Almeida disse que a falta de intérpretes é usada para fabricar depoimentos, citando um líder indígena que apareceu como testemunha em mais de 100 investigações policiais.
“Qual a possibilidade de uma pessoa ter sido testemunha de mais de 100 crimes?”, disse.
Gomes, o detento, disse que na prisão de Dourados a maioria dos presos indígenas não entende a legislação criminal e nem ao menos a língua portuguesa.
“Muitas vezes nós não temos o entendimento da lei, então muitas vezes nós somos chamados pela autoridade na cidade, nós assinamos um papel e nós somos já um criminoso”, disse ele à Thomson Reuters Foundation, olhando através das grades da prisão.
Gustavo Menezes, técnico da Funai, disse que, além de não contar com ajuda linguística e jurídica, as prisões deixam os detentos indígenas apartados de sua cultura e costumes.
“Estão cortando sua ‘indianidade’. Se o indígena não está nu e fala português o juiz considera que ele não é indígena… Ou afirma que é um indígena “aculturado” e suspende todos os seus direitos específicos”, disse Menezes.
“É uma violação de direitos humanos… Além da condenação, eles sofrem mais nas prisões.

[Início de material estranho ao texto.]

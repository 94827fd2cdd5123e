//! Subscriber client
//!
//! Connects to a running server and reads the frame stream back into
//! samples.

pub mod watcher;

pub use watcher::Watcher;
//! Error types
//!
//! Producer-side failures end the session. `ConnectionClosed` is the only
//! error that is recovered locally: it removes a single subscriber.

use std::net::SocketAddr;
use std::path::PathBuf;
use std::time::Duration;

use thiserror::Error;

/// Error type for pulsecast operations
#[derive(Error, Debug)]
pub enum Error {
    /// The named sensor was not discovered before the timeout elapsed
    #[error("device '{name}' not found within {}s", timeout.as_secs())]
    DeviceNotFound { name: String, timeout: Duration },

    /// The sensor was found but the connection attempt failed
    #[error("failed to connect to device '{name}': {reason}")]
    ConnectionFailed { name: String, reason: String },

    /// The sensor transport dropped during an active session
    #[error("connection to device lost: {0}")]
    ConnectionLost(String),

    /// The peer closed the stream before a full frame was transferred
    #[error("connection closed by peer")]
    ConnectionClosed,

    /// A trace file is missing, corrupt or empty
    #[error("trace {} unreadable: {reason}", path.display())]
    TraceUnreadable { path: PathBuf, reason: String },

    /// The subscriber listener could not bind its address
    #[error("failed to bind listener on {addr}: {source}")]
    ListenerBindFailed {
        addr: SocketAddr,
        #[source]
        source: std::io::Error,
    },

    /// A record could not be serialized or deserialized
    #[error("codec error: {0}")]
    Codec(String),

    /// IO errors
    #[error("IO error: {0}")]
    Io(#[from] std::io::Error),
}

impl Error {
    /// Build a `TraceUnreadable` error for `path`
    pub fn trace_unreadable(path: impl Into<PathBuf>, reason: impl ToString) -> Self {
        Error::TraceUnreadable {
            path: path.into(),
            reason: reason.to_string(),
        }
    }

    /// Whether this error terminates the whole session
    ///
    /// Everything except a subscriber-side `ConnectionClosed` is fatal.
    pub fn is_fatal(&self) -> bool {
        !matches!(self, Error::ConnectionClosed)
    }
}

impl From<rmp_serde::encode::Error> for Error {
    fn from(e: rmp_serde::encode::Error) -> Self {
        Error::Codec(e.to_string())
    }
}

impl From<rmp_serde::decode::Error> for Error {
    fn from(e: rmp_serde::decode::Error) -> Self {
        Error::Codec(e.to_string())
    }
}

/// Result type alias for pulsecast operations
pub type Result<T> = std::result::Result<T, Error>;

#[cfg(test)]
mod tests {
    use super::*;

    #[test]
    fn test_device_not_found_display() {
        let err = Error::DeviceNotFound {
            name: "HRMPro+:361837".into(),
            timeout: Duration::from_secs(10),
        };
        assert_eq!(
            err.to_string(),
            "device 'HRMPro+:361837' not found within 10s"
        );
    }

    #[test]
    fn test_trace_unreadable_display() {
        let err = Error::trace_unreadable("hr.data", "empty trace");
        assert!(err.to_string().contains("hr.data"));
        assert!(err.to_string().contains("empty trace"));
    }

    #[test]
    fn test_fatal_classification() {
        assert!(!Error::ConnectionClosed.is_fatal());
        assert!(Error::ConnectionLost("link dropped".into()).is_fatal());
        assert!(Error::trace_unreadable("x", "y").is_fatal());
    }
}
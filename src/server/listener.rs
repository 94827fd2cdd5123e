//! Subscriber listener
//!
//! Accepts TCP connections and registers each one with the broadcast hub.

use std::net::SocketAddr;
use std::sync::Arc;
use std::time::Duration;

use tokio::net::{TcpListener, TcpStream};

use crate::error::{Error, Result};
use crate::hub::BroadcastHub;

/// Pause after a failed accept so a persistent error does not spin
const ACCEPT_ERROR_BACKOFF: Duration = Duration::from_millis(100);

/// Accept loop feeding the broadcast hub
pub struct SubscriberListener {
    listener: TcpListener,
    local_addr: SocketAddr,
    tcp_nodelay: bool,
    hub: Arc<BroadcastHub>,
}

impl SubscriberListener {
    /// Bind the listening socket
    pub async fn bind(addr: SocketAddr, tcp_nodelay: bool, hub: Arc<BroadcastHub>) -> Result<Self> {
        let listener = TcpListener::bind(addr)
            .await
            .map_err(|source| Error::ListenerBindFailed { addr, source })?;
        let local_addr = listener
            .local_addr()
            .map_err(|source| Error::ListenerBindFailed { addr, source })?;

        tracing::info!(addr = %local_addr, "Subscriber listener bound");

        Ok(Self {
            listener,
            local_addr,
            tcp_nodelay,
            hub,
        })
    }

    /// Address actually bound (resolves port 0)
    pub fn local_addr(&self) -> SocketAddr {
        self.local_addr
    }

    /// Accept connections forever
    ///
    /// Accept failures are logged and do not stop the loop.
    pub async fn run(&self) {
        loop {
            match self.listener.accept().await {
                Ok((socket, peer_addr)) => {
                    self.handle_connection(socket, peer_addr).await;
                }
                Err(e) => {
                    tracing::error!(error = %e, "Failed to accept connection");
                    tokio::time::sleep(ACCEPT_ERROR_BACKOFF).await;
                }
            }
        }
    }

    /// Accept connections until `shutdown` resolves
    pub async fn run_until<F>(&self, shutdown: F)
    where
        F: std::future::Future<Output = ()>,
    {
        tokio::select! {
            _ = shutdown => {
                tracing::debug!(addr = %self.local_addr, "Listener stopping");
            }
            _ = self.run() => {}
        }
    }

    async fn handle_connection(&self, socket: TcpStream, peer_addr: SocketAddr) {
        if let Err(e) = self.configure_socket(&socket) {
            tracing::error!(peer = %peer_addr, error = %e, "Failed to configure socket");
            return;
        }

        if self.hub.register(peer_addr.to_string(), socket).await.is_none() {
            tracing::debug!(peer = %peer_addr, "Connection refused during shutdown");
        }
    }

    fn configure_socket(&self, socket: &TcpStream) -> std::io::Result<()> {
        if self.tcp_nodelay {
            socket.set_nodelay(true)?;
        }
        Ok(())
    }
}

#[cfg(test)]
mod tests {
    use super::*;
    use crate::protocol::read_frame;
    use crate::sample::Sample;

    fn loopback() -> SocketAddr {
        "127.0.0.1:0".parse().unwrap()
    }

    async fn wait_for_count(hub: &BroadcastHub, expected: usize) {
        tokio::time::timeout(Duration::from_secs(2), async {
            while hub.subscriber_count().await != expected {
                tokio::time::sleep(Duration::from_millis(5)).await;
            }
        })
        .await
        .expect("subscriber count not reached");
    }

    #[tokio::test]
    async fn test_bind_conflict() {
        let hub = Arc::new(BroadcastHub::new());
        let first = SubscriberListener::bind(loopback(), true, Arc::clone(&hub))
            .await
            .unwrap();

        let result = SubscriberListener::bind(first.local_addr(), true, hub).await;
        assert!(matches!(result, Err(Error::ListenerBindFailed { .. })));
    }

    #[tokio::test]
    async fn test_accepted_connections_are_subscribers() {
        let hub = Arc::new(BroadcastHub::new());
        let listener = Arc::new(
            SubscriberListener::bind(loopback(), true, Arc::clone(&hub))
                .await
                .unwrap(),
        );
        let addr = listener.local_addr();

        let accept = {
            let listener = Arc::clone(&listener);
            tokio::spawn(async move { listener.run().await })
        };

        let mut first = TcpStream::connect(addr).await.unwrap();
        let mut second = TcpStream::connect(addr).await.unwrap();
        wait_for_count(&hub, 2).await;

        let sample = Sample::new(1.0, vec![0x00, 88]);
        assert_eq!(hub.publish(&sample).unwrap(), 2);

        assert_eq!(read_frame(&mut first).await.unwrap(), sample);
        assert_eq!(read_frame(&mut second).await.unwrap(), sample);

        let peers: Vec<String> = hub.subscribers().await.into_iter().map(|s| s.peer).collect();
        assert!(peers.contains(&first.local_addr().unwrap().to_string()));

        accept.abort();
    }

    #[tokio::test]
    async fn test_run_until_stops() {
        let hub = Arc::new(BroadcastHub::new());
        let listener = SubscriberListener::bind(loopback(), true, hub).await.unwrap();

        tokio::time::timeout(Duration::from_secs(1), listener.run_until(async {}))
            .await
            .expect("listener did not stop");
    }
}
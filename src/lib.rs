//! pulsecast: heart-rate sample ingestion and TCP fan-out
//!
//! A session takes samples from one producer (a live sensor or a replayed
//! trace file) and pushes each one, as soon as it is produced, to every TCP
//! subscriber currently connected.
//!
//! # Wire format
//!
//! Every sample goes out as one frame:
//!
//! ```text
//! +----------------------+-------------------------------+
//! | length (u32, BE)     | MessagePack [timestamp, bytes] |
//! +----------------------+-------------------------------+
//! ```
//!
//! # Example
//!
//! ```no_run
//! use pulsecast::server::{SessionConfig, SourceMode};
//! use pulsecast::session::SessionController;
//!
//! # async fn example() -> pulsecast::error::Result<()> {
//! let config = SessionConfig::with_mode(SourceMode::replay("hr-1718000000.trace"));
//!
//! let report = SessionController::replay(config)
//!     .run_until(async {
//!         let _ = tokio::signal::ctrl_c().await;
//!     })
//!     .await?;
//!
//! println!("published {} samples", report.stats.samples_published);
//! # Ok(())
//! # }
//! ```

pub mod client;
pub mod error;
pub mod hub;
pub mod protocol;
pub mod sample;
pub mod server;
pub mod session;
pub mod source;
pub mod trace;

pub use error::{Error, Result};
pub use hub::BroadcastHub;
pub use sample::Sample;
pub use server::{SessionConfig, SourceMode};
pub use session::{SessionController, SessionReport};
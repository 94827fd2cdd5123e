//! Session controller
//!
//! Wires the listener, the hub and the sample source together and owns
//! their lifecycle. A session is started once and stopped once; there is
//! no automatic restart.

use std::future::Future;
use std::net::SocketAddr;
use std::sync::Arc;
use std::time::Duration;

use crate::error::{Error, Result};
use crate::hub::{BroadcastHub, HubStats};
use crate::sample::unix_now;
use crate::server::{SessionConfig, SourceMode, SubscriberListener};
use crate::source::{LiveSource, NoSensor, ReplaySource, SampleSource, SensorLink};
use crate::trace::{Recording, TraceRecorder};

use super::state::{SessionPhase, SessionState};

/// Summary of a finished session
#[derive(Debug, Clone)]
pub struct SessionReport {
    /// Phase the session ended in
    pub phase: SessionPhase,
    /// Source variant that ran ("live" or "replay")
    pub source: &'static str,
    /// Time spent running
    pub duration: Duration,
    /// Hub activity
    pub stats: HubStats,
    /// Files written by a live session
    pub recording: Option<Recording>,
}

/// Builds and starts a session
pub struct SessionController<L: SensorLink> {
    config: SessionConfig,
    link: Option<L>,
    state: SessionState,
}

impl SessionController<NoSensor> {
    /// Controller for a session that replays a trace
    pub fn replay(config: SessionConfig) -> Self {
        Self {
            config,
            link: None,
            state: SessionState::new(),
        }
    }
}

impl<L: SensorLink> SessionController<L> {
    /// Controller with a sensor link for live mode
    pub fn new(config: SessionConfig, link: L) -> Self {
        Self {
            config,
            link: Some(link),
            state: SessionState::new(),
        }
    }

    /// Get the configuration
    pub fn config(&self) -> &SessionConfig {
        &self.config
    }

    /// Current phase
    pub fn phase(&self) -> SessionPhase {
        self.state.phase()
    }

    /// Open the listener and the source
    ///
    /// A failure here (bind error, unreadable trace) aborts the session
    /// before it reaches Running.
    pub async fn start(mut self) -> Result<Session<L>> {
        self.state.start();
        let started_at = unix_now();

        let hub = Arc::new(BroadcastHub::with_config(self.config.hub_config()));

        let listener = match SubscriberListener::bind(
            self.config.bind_addr,
            self.config.tcp_nodelay,
            Arc::clone(&hub),
        )
        .await
        {
            Ok(listener) => listener,
            Err(e) => return Err(self.abort(e)),
        };

        let source = match self.open_source(started_at).await {
            Ok(source) => source,
            Err(e) => return Err(self.abort(e)),
        };

        self.state.mark_running();
        tracing::info!(
            addr = %listener.local_addr(),
            source = source.kind(),
            "Session running"
        );

        Ok(Session {
            state: self.state,
            hub,
            listener,
            source,
        })
    }

    /// Start, run until `stop` resolves, then tear down
    pub async fn run_until<F>(self, stop: F) -> Result<SessionReport>
    where
        F: Future<Output = ()>,
    {
        self.start().await?.run_until(stop).await
    }

    async fn open_source(&mut self, started_at: f64) -> Result<SampleSource<L>> {
        match &self.config.mode {
            SourceMode::Replay { trace_path } => {
                let source = ReplaySource::open(trace_path, self.config.replay_tick).await?;
                Ok(SampleSource::Replay(source))
            }
            SourceMode::Live { device_name, .. } => {
                let (Some(link), Some(settings)) = (self.link.take(), self.config.live_settings())
                else {
                    return Err(Error::ConnectionFailed {
                        name: device_name.clone(),
                        reason: "no sensor link available".into(),
                    });
                };

                let recorder = TraceRecorder::create(&self.config.output_dir, started_at)?;
                Ok(SampleSource::Live(LiveSource::new(link, settings, recorder)))
            }
        }
    }

    fn abort(mut self, error: Error) -> Error {
        tracing::error!(error = %error, "Session failed to start");
        self.state.stop();
        self.state.mark_stopped();
        error
    }
}

/// A running session
pub struct Session<L: SensorLink> {
    state: SessionState,
    hub: Arc<BroadcastHub>,
    listener: SubscriberListener,
    source: SampleSource<L>,
}

impl<L: SensorLink> Session<L> {
    /// Address subscribers connect to
    pub fn local_addr(&self) -> SocketAddr {
        self.listener.local_addr()
    }

    /// The session's broadcast hub
    pub fn hub(&self) -> &Arc<BroadcastHub> {
        &self.hub
    }

    /// Current phase
    pub fn phase(&self) -> SessionPhase {
        self.state.phase()
    }

    /// Run the source and the listener until `stop` resolves or the source
    /// fails, then close everything
    ///
    /// The trace file and all subscriber connections are closed before this
    /// returns, whatever the outcome.
    pub async fn run_until<F>(mut self, stop: F) -> Result<SessionReport>
    where
        F: Future<Output = ()>,
    {
        let outcome = tokio::select! {
            _ = stop => {
                tracing::info!("Stop requested");
                Ok(())
            }
            result = self.source.run(&self.hub) => match result {
                Ok(()) => Ok(()),
                Err(e) => {
                    tracing::error!(error = %e, "Sample source failed");
                    Err(e)
                }
            },
            _ = self.listener.run() => Ok(()),
        };

        self.state.stop();
        let duration = self.state.running_duration();
        let finished = self.source.finish();

        drop(self.listener);
        self.hub.shutdown().await;
        self.state.mark_stopped();

        let (outcome, recording) = match finished {
            Ok(recording) => (outcome, recording),
            Err(e) => {
                tracing::error!(error = %e, "Failed to write recording");
                (outcome.and(Err(e)), None)
            }
        };
        if let Some(recording) = &recording {
            tracing::info!(
                trace = ?recording.trace_path,
                csv = %recording.csv_path.display(),
                samples = recording.samples,
                "Recording saved"
            );
        }

        let report = SessionReport {
            phase: self.state.phase(),
            source: self.source.kind(),
            duration,
            stats: self.hub.stats().await,
            recording,
        };

        tracing::info!(
            age_secs = self.state.age().as_secs_f64(),
            running_secs = duration.as_secs_f64(),
            published = report.stats.samples_published,
            subscribers = report.stats.subscribers_registered,
            dropped = report.stats.subscribers_dropped,
            "Session stopped"
        );

        outcome.map(|()| report)
    }
}
//! Recorded sample traces
//!
//! A trace file holds one serialized, ordered sequence of samples using the
//! same record encoding as the wire protocol (without length prefixes).
//! Live sessions write it once at the end; replay sessions read it once at
//! the start.

pub mod recorder;

use std::path::Path;

use crate::error::{Error, Result};
use crate::protocol::{decode_record, encode_record};
use crate::sample::Sample;

pub use recorder::{Recording, TraceRecorder};

/// Ordered, non-empty sequence of samples
#[derive(Debug, Clone, PartialEq)]
pub struct Trace {
    samples: Vec<Sample>,
}

impl Trace {
    /// Build a trace, checking it is non-empty and ordered by timestamp
    pub fn from_samples(samples: Vec<Sample>) -> std::result::Result<Self, String> {
        if samples.is_empty() {
            return Err("trace contains no samples".into());
        }

        if let Some(i) = samples
            .windows(2)
            .position(|w| w[1].timestamp < w[0].timestamp)
        {
            return Err(format!("timestamps decrease at index {}", i + 1));
        }

        Ok(Self { samples })
    }

    /// Load a complete trace from disk
    pub async fn load(path: impl AsRef<Path>) -> Result<Self> {
        let path = path.as_ref();
        let data = tokio::fs::read(path)
            .await
            .map_err(|e| Error::trace_unreadable(path, e))?;
        Self::decode(path, &data)
    }

    /// Decode trace file contents; `path` is only used for error reporting
    pub fn decode(path: impl AsRef<Path>, data: &[u8]) -> Result<Self> {
        let path = path.as_ref();
        let samples: Vec<Sample> =
            decode_record(data).map_err(|e| Error::trace_unreadable(path, e))?;
        Self::from_samples(samples).map_err(|reason| Error::trace_unreadable(path, reason))
    }

    /// Write this trace to disk, replacing any existing file
    pub async fn save(&self, path: impl AsRef<Path>) -> Result<()> {
        let data = encode_record(&self.samples)?;
        tokio::fs::write(path, data).await?;
        Ok(())
    }

    /// Samples in recording order
    pub fn samples(&self) -> &[Sample] {
        &self.samples
    }

    /// Number of samples
    pub fn len(&self) -> usize {
        self.samples.len()
    }

    /// Always false: a trace holds at least one sample
    pub fn is_empty(&self) -> bool {
        self.samples.is_empty()
    }

    /// Timestamp of the first sample
    pub fn base_timestamp(&self) -> f64 {
        self.samples[0].timestamp
    }

    /// Time covered from first to last sample, in seconds
    pub fn span(&self) -> f64 {
        self.samples[self.samples.len() - 1].timestamp - self.base_timestamp()
    }
}

#[cfg(test)]
mod tests {
    use super::*;

    fn trace_of(timestamps: &[f64]) -> Trace {
        let samples = timestamps
            .iter()
            .map(|&ts| Sample::new(ts, vec![0x00, 60]))
            .collect();
        Trace::from_samples(samples).unwrap()
    }

    #[test]
    fn test_rejects_empty() {
        assert!(Trace::from_samples(Vec::new()).is_err());
    }

    #[test]
    fn test_rejects_decreasing_timestamps() {
        let samples = vec![
            Sample::new(10.0, vec![0, 60]),
            Sample::new(12.0, vec![0, 61]),
            Sample::new(11.0, vec![0, 62]),
        ];
        let err = Trace::from_samples(samples).unwrap_err();
        assert!(err.contains("index 2"));
    }

    #[test]
    fn test_accepts_equal_timestamps() {
        let trace = trace_of(&[5.0, 5.0, 6.0]);
        assert_eq!(trace.len(), 3);
        assert_eq!(trace.base_timestamp(), 5.0);
        assert_eq!(trace.span(), 1.0);
    }

    #[tokio::test]
    async fn test_save_and_load() {
        let dir = tempfile::tempdir().unwrap();
        let path = dir.path().join("hr.trace");

        let trace = trace_of(&[10.0, 11.0, 15.0]);
        trace.save(&path).await.unwrap();

        let loaded = Trace::load(&path).await.unwrap();
        assert_eq!(loaded, trace);
    }

    #[tokio::test]
    async fn test_load_missing_file() {
        let dir = tempfile::tempdir().unwrap();
        let result = Trace::load(dir.path().join("missing.trace")).await;
        assert!(matches!(result, Err(Error::TraceUnreadable { .. })));
    }

    #[tokio::test]
    async fn test_load_corrupt_file() {
        let dir = tempfile::tempdir().unwrap();
        let path = dir.path().join("corrupt.trace");
        tokio::fs::write(&path, b"not a trace").await.unwrap();

        let result = Trace::load(&path).await;
        assert!(matches!(result, Err(Error::TraceUnreadable { .. })));
    }

    #[test]
    fn test_decode_empty_sequence() {
        let data = encode_record(&Vec::<Sample>::new()).unwrap();
        let result = Trace::decode("empty.trace", &data);
        assert!(matches!(result, Err(Error::TraceUnreadable { .. })));
    }
}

É muito raro eles receberem visitas de seus familiares devido a dificuldades de transporte e falta de informação.”
Ele afirma que é difícil para a Funai ter o controle dos detentos indígenas, pois muitos não foram registrados como indígenas quando entraram na cadeia e muitos não têm sequer documentos.
Na Penitenciária Estadual de Dourados, há uma ala específica para indígenas. Em outras prisões do país, como em Roraima, os indígenas compartilham celas com não indígenas, o que piora ainda mais a situação dos detentos, explica o antrópologo Stephen Baines, pesquisador da Universidade de Brasília (UnB).
“Quando não há alas específicas, muitos indígenas acabam escondendo sua identidade para não sofrer dupla discriminação: por serem indígenas e por serem pobres”, disse Baines, que acompanha o encarceramento indígena em Roraima há mais de uma década.
O promotor de Justiça Cláudio Rogério Ferreira Gomes afirma que estupro, tráfico de drogas e roubo são os principais crimes, muitas vezes ligados ao consumo excessivo de álcool nas reservas indígenas no Mato Grosso do Sul.
Gomes disse estar ciente das acusações de que os povos indígenas deveriam ser tratados de forma diferenciada no sistema de justiça criminal mas disse que “normalmente” adota os mesmos procedimentos para todos.
Ele disse que a maioria dos prisioneiros indígenas compreendem as acusações atribuídas a eles e ele só utiliza um método diferenciado quando os réus não têm esse entendimento.
“Esse tratamento diferenciado é usado para comunidades mais alheias à civilização”, disse ele, referindo-se aos detentos que não falam português nem vivem perto de núcleos urbanos.
Deilo Juca Pedro, de 42 anos, disse que cumpriu quase 11 anos de prisão por causa de acusações de assassinato feitas contra ele em 2007. Ele nega a autoria do crime.
“Mataram a minha sobrinha e como não acharam o autor do crime, me prenderam”, disse o indígena Kaiowá. “Não tem vida aqui nesse lugar. É muito ruim.”
“Mas a gente tem que encontrar um jeito de sobreviver aqui. Meu sonho é sair daqui e trabalhar de novo, ter minha vida como antes… ter outra família. Sempre fui trabalhador, não sou criminoso.”